Jason brings to my attention an eye-opening article on the bible-publishing business:

The popularization of the Bible entered a new phase in 2003, when Thomas Nelson created the BibleZine. Wayne Hastings described a meeting in which a young editor, who had conducted numerous focus groups and online surveys, presented the idea. “She brought in a variety of teen-girl magazines and threw them out on the table,” he recalled. “And then she threw a black bonded-leather Bible on the table and said, ‘Which would you rather read if you were sixteen years old?’ ” The result was “Revolve,” a New Testament that looked indistinguishable from a glossy girls’ magazine. The 2007 edition features cover lines like “Guys Speak Their Minds” and “Do U Rush to Crush?” Inside, the Gospels are surrounded by quizzes, photos of beaming teen-agers, and sidebars offering Bible-themed beauty secrets:

Have you ever had a white stain appear underneath the arms of your favorite dark blouse? Don’t freak out. You can quickly give deodorant spots the boot. Just grab a spare toothbrush, dampen with a little water and liquid soap, and gently scrub until the stain fades away. As you wash away the stain, praise God for cleansing us from all the wrong things we have done. (1 John 1:9)
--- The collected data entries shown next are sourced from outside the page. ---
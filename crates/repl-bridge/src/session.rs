//! REPL session registry.
//!
//! [`SessionManager`] owns one [`Session`] per editing context and the [`ProcessHost`] that
//! backs them. Liveness is checked lazily: a REPL that dies on its own is only noticed by the
//! next [`SessionManager::check_liveness`] (which every [`SessionManager::ensure`] performs).
//!
//! ```text
//! Absent --create()--> Active --check_liveness() sees exit--> Dead --cleanup()--> Absent
//! ```

use crate::config::CommandLine;
use crate::error::{BridgeError, ConfigError, SessionError, TransmissionError};
use crate::host::{ContextId, EditorHost, MessageLevel, ProcessHost};
use serde::Serialize;
use std::collections::HashMap;

/// Lifecycle state of a session.
#[derive(Debug, Clone, Copy, PartialEq, Eq, Serialize)]
#[serde(rename_all = "lowercase")]
pub enum SessionState {
    /// No process.
    Absent,
    /// A process was spawned and was running at the last check.
    Active,
    /// The last liveness check found the process or its view gone.
    Dead,
}

/// Snapshot of a session for hosts (serializable).
#[derive(Debug, Clone, PartialEq, Eq, Serialize)]
pub struct SessionStatus {
    /// Lifecycle state.
    pub state: SessionState,
    /// OS process id of the stored handle, if any.
    pub process_id: Option<u32>,
}

/// A REPL process bound to one editing context.
#[derive(Debug)]
pub struct Session<H> {
    context: ContextId,
    handle: H,
    state: SessionState,
}

impl<H> Session<H> {
    /// The owning editing context.
    pub fn context(&self) -> ContextId {
        self.context
    }

    /// Lifecycle state.
    pub fn state(&self) -> SessionState {
        self.state
    }

    /// Process handle.
    pub fn handle(&self) -> &H {
        &self.handle
    }
}

/// Result of a successful [`SessionManager::create`].
#[derive(Debug, Clone, Copy, PartialEq, Eq)]
pub enum CreateOutcome {
    /// A new process was spawned.
    Spawned,
    /// A live session already existed; nothing was spawned.
    AlreadyActive,
}

/// Owns the sessions of every editing context.
pub struct SessionManager<P: ProcessHost> {
    processes: P,
    sessions: HashMap<ContextId, Session<P::Handle>>,
    command_line: CommandLine,
    view_width: u16,
}

impl<P: ProcessHost> SessionManager<P> {
    /// Create a manager that spawns `command_line` in views of `view_width` columns.
    pub fn new(processes: P, command_line: CommandLine, view_width: u16) -> Self {
        Self {
            processes,
            sessions: HashMap::new(),
            command_line,
            view_width,
        }
    }

    /// The process host.
    pub fn processes(&self) -> &P {
        &self.processes
    }

    /// Mutable access to the process host.
    pub fn processes_mut(&mut self) -> &mut P {
        &mut self.processes
    }

    /// The REPL invocation used for new sessions.
    pub fn command_line(&self) -> &CommandLine {
        &self.command_line
    }

    /// The stored session for `context`, if any.
    pub fn session(&self, context: ContextId) -> Option<&Session<P::Handle>> {
        self.sessions.get(&context)
    }

    /// Returns `true` if `context` has a live process.
    ///
    /// A stored handle whose view is gone or whose process exited marks the session
    /// [`SessionState::Dead`] and is then cleared, so the next [`Self::ensure`] spawns a fresh
    /// process.
    pub fn check_liveness(&mut self, context: ContextId) -> bool {
        let Some(session) = self.sessions.get_mut(&context) else {
            return false;
        };
        let handle = &session.handle;

        if self.processes.buffer_exists(handle) && self.processes.is_running(handle) {
            return true;
        }

        session.state = SessionState::Dead;
        tracing::warn!(
            context = %context,
            pid = ?self.processes.process_id(handle),
            "REPL session is no longer running"
        );
        self.cleanup(context);
        false
    }

    /// Spawn a REPL for the editor's context unless a live one exists.
    ///
    /// Reports the outcome through [`EditorHost::notify`] and restores focus to the originating
    /// context after spawning.
    pub fn create<E: EditorHost + ?Sized>(
        &mut self,
        editor: &mut E,
    ) -> Result<CreateOutcome, BridgeError> {
        let context = editor.context_id();
        match self.spawn_for(context) {
            Ok(CreateOutcome::AlreadyActive) => {
                editor.notify(MessageLevel::Info, "REPL is already running");
                Ok(CreateOutcome::AlreadyActive)
            }
            Ok(CreateOutcome::Spawned) => {
                editor.restore_focus(context);
                let message = match self.status(context).process_id {
                    Some(pid) => format!("Started {} (pid {})", self.command_line.program(), pid),
                    None => format!("Started {}", self.command_line.program()),
                };
                editor.notify(MessageLevel::Info, &message);
                Ok(CreateOutcome::Spawned)
            }
            Err(err) => {
                tracing::warn!(context = %context, error = %err, "failed to start REPL");
                editor.notify(MessageLevel::Error, &err.to_string());
                Err(err)
            }
        }
    }

    fn spawn_for(&mut self, context: ContextId) -> Result<CreateOutcome, BridgeError> {
        if self.check_liveness(context) {
            return Ok(CreateOutcome::AlreadyActive);
        }

        let program = self.command_line.program();
        if self.processes.resolve_executable(program).is_none() {
            return Err(ConfigError::ExecutableNotFound(program.to_string()).into());
        }

        let handle = self
            .processes
            .spawn(&self.command_line, self.view_width)
            .map_err(|source| SessionError::Spawn {
                program: program.to_string(),
                source,
            })?;

        tracing::info!(
            context = %context,
            pid = ?self.processes.process_id(&handle),
            command = %self.command_line,
            width = self.view_width,
            "REPL started"
        );
        self.sessions.insert(
            context,
            Session {
                context,
                handle,
                state: SessionState::Active,
            },
        );
        Ok(CreateOutcome::Spawned)
    }

    /// Make sure the editor's context has a live REPL, spawning one if needed.
    pub fn ensure<E: EditorHost + ?Sized>(&mut self, editor: &mut E) -> bool {
        self.check_liveness(editor.context_id()) || self.create(editor).is_ok()
    }

    /// Forget the session of `context`. Safe to call when nothing is stored.
    pub fn cleanup(&mut self, context: ContextId) {
        if let Some(session) = self.sessions.remove(&context) {
            tracing::debug!(context = %context, state = ?session.state, "REPL session cleared");
        }
    }

    /// Current state and process id of `context`. Does not check whether the process is alive.
    pub fn status(&self, context: ContextId) -> SessionStatus {
        match self.sessions.get(&context) {
            Some(session) => SessionStatus {
                state: session.state,
                process_id: self.processes.process_id(&session.handle),
            },
            None => SessionStatus {
                state: SessionState::Absent,
                process_id: None,
            },
        }
    }

    /// Hand `bytes` to the REPL of `context`.
    pub fn write(&mut self, context: ContextId, bytes: &[u8]) -> Result<(), BridgeError> {
        let handle = self
            .sessions
            .get(&context)
            .map(|session| &session.handle)
            .ok_or(SessionError::StaleHandle)?;
        self.processes
            .write(handle, bytes)
            .map_err(TransmissionError::Write)?;
        Ok(())
    }
}
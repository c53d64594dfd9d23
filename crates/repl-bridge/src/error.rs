//! Error taxonomy.
//!
//! Public bridge operations only return a success flag; these types carry the detail that is
//! turned into a single message for the host (see [`crate::EditorHost::notify`]) and into log
//! records.

use std::io;
use std::path::PathBuf;
use thiserror::Error;

/// Errors produced while loading or validating configuration.
#[derive(Debug, Error)]
pub enum ConfigError {
    #[error("settings parse error: {0}")]
    /// The TOML settings document is malformed.
    Toml(#[from] toml::de::Error),

    #[error("I/O error reading {path}: {source}")]
    /// A settings file could not be read.
    Io {
        /// Path of the settings file.
        path: PathBuf,
        /// The underlying I/O error.
        source: io::Error,
    },

    #[error("unknown REPL language '{0}'")]
    /// No preset exists for the configured language id.
    UnknownLanguage(String),

    #[error("REPL command line is empty")]
    /// The configured command line contains no program.
    EmptyCommandLine,

    #[error("invalid {role} pattern '{pattern}': {source}")]
    /// A chunk delimiter pattern failed to compile.
    InvalidPattern {
        /// Which delimiter (`"chunk start"` or `"chunk end"`).
        role: &'static str,
        /// The offending pattern.
        pattern: String,
        /// The regex compiler error.
        source: regex::Error,
    },

    #[error("source template '{0}' does not contain {{path}}")]
    /// The source template never references the temp file.
    SourceTemplateWithoutPath(String),

    #[error("REPL executable '{0}' could not be found")]
    /// The REPL program does not resolve to an executable.
    ExecutableNotFound(String),
}

/// Errors in the session lifecycle.
#[derive(Debug, Error)]
pub enum SessionError {
    #[error("failed to start '{program}': {source}")]
    /// Spawning the REPL process failed.
    Spawn {
        /// Program that was spawned.
        program: String,
        /// The underlying I/O error.
        source: io::Error,
    },

    #[error("REPL session is no longer running")]
    /// The stored handle refers to a process or view that is gone.
    StaleHandle,
}

/// Errors raised while extracting a region.
#[derive(Debug, Clone, PartialEq, Eq, Error)]
pub enum ExtractionError {
    #[error("no selection")]
    /// A selection region was requested without an active selection.
    NoSelection,

    #[error("no chunk start found above line {cursor_line}")]
    /// Backward search reached the top of the document.
    ChunkStartNotFound {
        /// Cursor line (1-indexed).
        cursor_line: usize,
    },

    #[error("chunk starting at line {start} is not closed")]
    /// A start delimiter was found but no end delimiter follows it.
    ChunkEndNotFound {
        /// Start delimiter line (1-indexed).
        start: usize,
    },

    #[error("cursor line {cursor_line} is not inside a chunk (nearest chunk spans {start}..={end})")]
    /// The nearest chunk does not contain the cursor.
    CursorOutsideChunk {
        /// Cursor line (1-indexed).
        cursor_line: usize,
        /// Start delimiter line.
        start: usize,
        /// End delimiter line.
        end: usize,
    },
}

/// Errors raised while handing content to the REPL.
#[derive(Debug, Error)]
pub enum TransmissionError {
    #[error("write to REPL failed: {0}")]
    /// The process input rejected the bytes.
    Write(#[source] io::Error),

    #[error("could not prepare source file: {0}")]
    /// Creating or writing the temp file used for block sourcing failed.
    SourceFile(#[source] io::Error),
}

/// Any failure a bridge operation can report.
#[derive(Debug, Error)]
pub enum BridgeError {
    #[error(transparent)]
    /// Configuration problem (including an unresolvable REPL executable).
    Configuration(#[from] ConfigError),

    #[error(transparent)]
    /// Session lifecycle problem.
    Session(#[from] SessionError),

    #[error(transparent)]
    /// Region extraction problem.
    Extraction(#[from] ExtractionError),

    #[error(transparent)]
    /// Transmission problem.
    Transmission(#[from] TransmissionError),
}

/// Result type for bridge operations.
pub type Result<T> = std::result::Result<T, BridgeError>;
#![warn(missing_docs)]
//! `repl-bridge-process` - OS-process host for `repl-bridge`.
//!
//! [`TerminalHost`] implements [`repl_bridge::ProcessHost`]: every REPL runs as a child process
//! with piped stdio, and its output is collected into a [`ReplView`] wrapped to the configured
//! view width. No async runtime is required; background threads move bytes between the pipes and
//! channels.

pub mod process;
pub mod terminal;
pub mod view;

pub use process::{OutputStream, ReplInbound, ReplOutbound, ReplProcess};
pub use terminal::{DEFAULT_EXITED_VIEWS, TerminalHost, ViewId};
pub use view::{DEFAULT_CAPACITY, ReplView};
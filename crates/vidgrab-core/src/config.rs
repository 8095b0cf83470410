//! Configuration management for vidgrab

use crate::error::ConfigError;
use figment::{
    providers::{Env, Format, Serialized, Toml},
    Figment,
};
use serde::{Deserialize, Serialize};
use std::path::{Path, PathBuf};

#[derive(Debug, Clone, Default, Serialize, Deserialize)]
pub struct Config {
    pub paths: PathsConfig,
    pub download: DownloadConfig,
    pub audio: AudioConfig,
    pub subtitles: SubtitlesConfig,
}

#[derive(Debug, Clone, Default, Serialize, Deserialize)]
pub struct PathsConfig {
    /// Path to yt-dlp binary (auto-detected if not set)
    pub yt_dlp: Option<PathBuf>,
    /// Path to FFmpeg binary (auto-detected if not set)
    pub ffmpeg: Option<PathBuf>,
}

#[derive(Debug, Clone, Serialize, Deserialize)]
pub struct DownloadConfig {
    /// Default output directory
    pub output_dir: PathBuf,
    /// Retry count handed to yt-dlp for whole downloads
    pub retries: u32,
    /// Retry count handed to yt-dlp for fragmented (DASH/HLS) downloads
    pub fragment_retries: u32,
    /// Keep going past failed playlist entries
    pub ignore_errors: bool,
}

#[derive(Debug, Clone, Serialize, Deserialize)]
pub struct AudioConfig {
    /// Codec for `--audio` extraction
    pub codec: String,
    /// Bitrate in kbps, or a VBR level 0-10
    pub quality: String,
}

#[derive(Debug, Clone, Serialize, Deserialize)]
pub struct SubtitlesConfig {
    pub langs: Vec<String>,
}

impl Default for DownloadConfig {
    fn default() -> Self {
        Self {
            output_dir: PathBuf::from("downloads"),
            retries: 5,
            fragment_retries: 5,
            ignore_errors: true,
        }
    }
}

impl Default for AudioConfig {
    fn default() -> Self {
        Self {
            codec: "mp3".to_string(),
            quality: "192".to_string(),
        }
    }
}

impl Default for SubtitlesConfig {
    fn default() -> Self {
        Self {
            langs: vec!["en".to_string()],
        }
    }
}

impl Config {
    /// Load configuration from file and environment
    pub fn load(config_file: Option<&Path>) -> Result<Self, ConfigError> {
        let mut figment = Figment::new().merge(Serialized::defaults(Config::default()));

        if let Some(path) = Self::default_path() {
            if path.exists() {
                figment = figment.merge(Toml::file(&path));
            }
        }

        if let Some(path) = config_file {
            if !path.exists() {
                return Err(ConfigError::LoadError(format!(
                    "config file not found: {}",
                    path.display()
                )));
            }
            figment = figment.merge(Toml::file(path));
        }

        // VIDGRAB_DOWNLOAD__RETRIES=3 -> download.retries
        figment = figment.merge(Env::prefixed("VIDGRAB_").split("__"));

        let config: Config = figment
            .extract()
            .map_err(|e| ConfigError::LoadError(e.to_string()))?;
        config.validate()?;
        Ok(config)
    }

    /// `<config dir>/vidgrab/config.toml`
    pub fn default_path() -> Option<PathBuf> {
        dirs::config_dir().map(|d| d.join("vidgrab/config.toml"))
    }

    fn validate(&self) -> Result<(), ConfigError> {
        if self.audio.codec.trim().is_empty() {
            return Err(ConfigError::InvalidValue("audio.codec must not be empty".to_string()));
        }
        if self.subtitles.langs.is_empty() {
            return Err(ConfigError::InvalidValue(
                "subtitles.langs needs at least one language".to_string(),
            ));
        }
        Ok(())
    }

    /// Get yt-dlp path, auto-detecting if not configured
    pub fn yt_dlp_path(&self) -> Result<PathBuf, ConfigError> {
        if let Some(ref path) = self.paths.yt_dlp {
            Ok(path.clone())
        } else {
            which::which("yt-dlp")
                .map_err(|_| ConfigError::InvalidValue("yt-dlp not found in PATH".to_string()))
        }
    }

    /// Get FFmpeg path, auto-detecting if not configured
    pub fn ffmpeg_path(&self) -> Result<PathBuf, ConfigError> {
        if let Some(ref path) = self.paths.ffmpeg {
            Ok(path.clone())
        } else {
            which::which("ffmpeg")
                .map_err(|_| ConfigError::InvalidValue("ffmpeg not found in PATH".to_string()))
        }
    }
}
“Revolve” was immediately popular with teen-agers. “They weren’t embarrassed anymore,” Hastings said. “They could carry it around school, and nobody was going to ask them what in the world it is.” Nelson quickly followed up with other titles, including “Refuel,” for boys; “Blossom,” for tweens; “Real,” for the “vibrant urban crowd” (it comes bundled with a CD of Christian rap); and “Divine Health,” which has notes by the author of the best-selling diet book “What Would Jesus Eat?” To date, Nelson has sold well over a million BibleZines.

Of course, my first concern is: are these books theologically sound? Do they treat the philosophy of religion with the seriousness that is its due? My next thought was to wonder how to counter this kind of glib cultural programming, and I suspect the only appropriate response would be a lengthy, in-depth, scholarly dissection of Anselm’s work, or perhaps an exegesis on the ideas of St. Thomas Aquinas. That’ll wake people up to the silliness being peddled to their children.

All the criticisms of Dawkins and Harris need to be inverted—it’s not that they are insufficiently schooled in theology, it’s that they’re just too freakin’ high-minded and serious, and they’re addressing on an intellectual level a bunch of ideas that are transmitted in the same way that fashion labels get traction.